Identification of 3-phenylaminoquinolinium and 3-phenylaminopyridinium salts as new agents against opportunistic fungal pathogens

Abstract

Previous studies on the indoloquinoline alkaloid, cryptolepine (2), revealed that it has antii-nfective properties among other activities. Using Structure-activity relationship (SAR) techniques, several ring-opened analogs of cryptolepine (3-phenylaminopyridinium and 3-phenylaminoquinolinium derivatives) were designed to improve the potency and lower the cytotoxicity shown by several of the precursor agents.

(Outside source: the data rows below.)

//! The `gradecast project` command.

use std::path::PathBuf;

use anyhow::{Context, Result};

use gradecast_core::config::load_config_from;
use gradecast_core::parser::{parse_session, validate_session};
use gradecast_core::report::ProjectionReport;
use gradecast_core::{plan, GradeToken, GraduationTarget, ProjectionOptions};

pub struct ProjectArgs {
    pub session: PathBuf,
    pub minimum_gpa: Option<f64>,
    pub required_credits: Option<u32>,
    pub default_grade: Option<String>,
    pub format: Option<String>,
    pub save: bool,
    pub output: Option<PathBuf>,
    pub config: Option<PathBuf>,
}

pub fn execute(args: ProjectArgs) -> Result<()> {
    let config = load_config_from(args.config.as_deref())?;
    let session = parse_session(&args.session)?;

    for w in validate_session(&session) {
        let prefix = w
            .course_id
            .as_ref()
            .map(|id| format!("[{id}] "))
            .unwrap_or_default();
        eprintln!("Warning: {prefix}{}", w.message);
    }

    // Command-line flags beat the session file, which beats configuration.
    let session_target = session.resolve_target(&config.graduation_target()?)?;
    let target = GraduationTarget::new(
        args.minimum_gpa.unwrap_or(session_target.minimum_gpa),
        args.required_credits.unwrap_or(session_target.required_credits),
    )?;

    let options = ProjectionOptions {
        default_grade: args
            .default_grade
            .as_deref()
            .map(str::parse::<GradeToken>)
            .transpose()
            .context("invalid --default-grade")?,
    };

    let outcome = plan(&session.baseline, &session.courses, &target, &options)?;
    let report = ProjectionReport::new(&session, target, outcome);

    let format = args.format.unwrap_or(config.default_format);
    match format.as_str() {
        "json" => println!("{}", serde_json::to_string_pretty(&report)?),
        "markdown" | "md" => println!("{}", report.to_markdown()),
        "text" => print_summary(&report),
        other => anyhow::bail!("unknown format: {other} (expected text, json or markdown)"),
    }

    if args.save {
        let output = args.output.unwrap_or(config.output_dir);
        let timestamp = chrono::Utc::now().format("%Y-%m-%dT%H%M%S");
        let path = output.join(format!("projection-{timestamp}.json"));
        report.save_json(&path)?;
        eprintln!("Report saved to: {}", path.display());
    }

    Ok(())
}

fn print_summary(report: &ProjectionReport) {
    use comfy_table::{Cell, Table};

    let result = &report.result;
    println!("Session: {} ({} courses)", report.session.name, report.session.course_count);
    println!(
        "Current GPA: {:.2}  Projected CGPA: {:.2}  Delta: {:+.2}",
        result.current_gpa, result.projected_gpa, result.delta
    );
    println!(
        "Target: {:.2} over {} credits  Eligible: {}  Credits remaining: {}",
        report.target.minimum_gpa,
        report.target.required_credits,
        if result.graduation_eligible { "yes" } else { "no" },
        result.credits_remaining
    );
    if let Some(average) = report.verdict.required_average {
        println!(
            "Required average on remaining credits: {average:.2}{}",
            if report.verdict.target_reachable {
                ""
            } else {
                " (not reachable)"
            }
        );
    }

    if !report.impacts.is_empty() {
        let mut table = Table::new();
        table.set_header(vec!["Course", "From", "To", "Impact"]);
        for entry in &report.impacts {
            table.add_row(vec![
                Cell::new(&entry.course_name),
                Cell::new(
                    entry
                        .from_grade
                        .map(|g| g.to_string())
                        .unwrap_or_else(|| "-".to_string()),
                ),
                Cell::new(entry.to_grade),
                Cell::new(format!("{:+.2}", entry.impact)),
            ]);
        }
        println!("\n{table}");
    }

    println!("\n{}", report.recommendation);
}
//! The `gradecast grades` command.

use anyhow::Result;
use comfy_table::{Cell, Table};

use gradecast_core::GradeToken;

pub fn execute() -> Result<()> {
    let mut table = Table::new();
    table.set_header(vec!["Grade", "Points"]);

    for grade in GradeToken::ALL {
        table.add_row(vec![
            Cell::new(grade),
            Cell::new(format!("{:.1}", grade.points())),
        ]);
    }

    println!("{table}");
    Ok(())
}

Results indicate that these ring-opened analogs constitute new anti-infective agents with over a 100-fold potency and several fold lower cytotoxicity than cryptolepine from which they are derived.

Scheme I

Reagents and conditions: (i) CH₂Cl₂, Cu(OAc)₂, TEA, MS-Powder, RT, 12–24 hr; (ii) Pd(OAc)₂, CF₃COOH, 80 °C, 6 h; (iii) CH₃I, Toluene 110 °C, 12–24 h, sealed tube.

Scheme II

(i) Aqueous KOH, 10 days. (ii) Paraffin oil, 300 °C, 3 h.; (iii) NaH, R₁-I, DME, rt, 12 h; (iv) CH₃I, Toluene, 110 °C, 12–24 h or CH₃OTf, Toluene, rt, 24 h.

Scheme III

Reagents and conditions :( i) 1, 5-Dibromopentane, Li₂CuCl₄, THF, 0°C, 12 h, (ii) NaI, Acetone, Reflux, 12h.

Scheme IV

Reagents and conditions: (i) NaH, Cyclohexylpentyl iodide, DME, RT, 12 h; (ii) CH₃I, Toluene 110 °C, 12–24 h

Scheme V

Reagents and conditions: (i) (Y = B(OH)₂), CH₂Cl₂, Cu(OAc)₂, TEA, Molecular sieve, RT, 24 h, (Y = Br, I) Dioxane, Pd(OAc)₂ , 80°C, 24 h; (ii) DME, 5-iodo-pentylcyclohexane, NaH, 0°C, RT, 12 h; (iii) CH₃I, Toluene, 110°C, 12 h.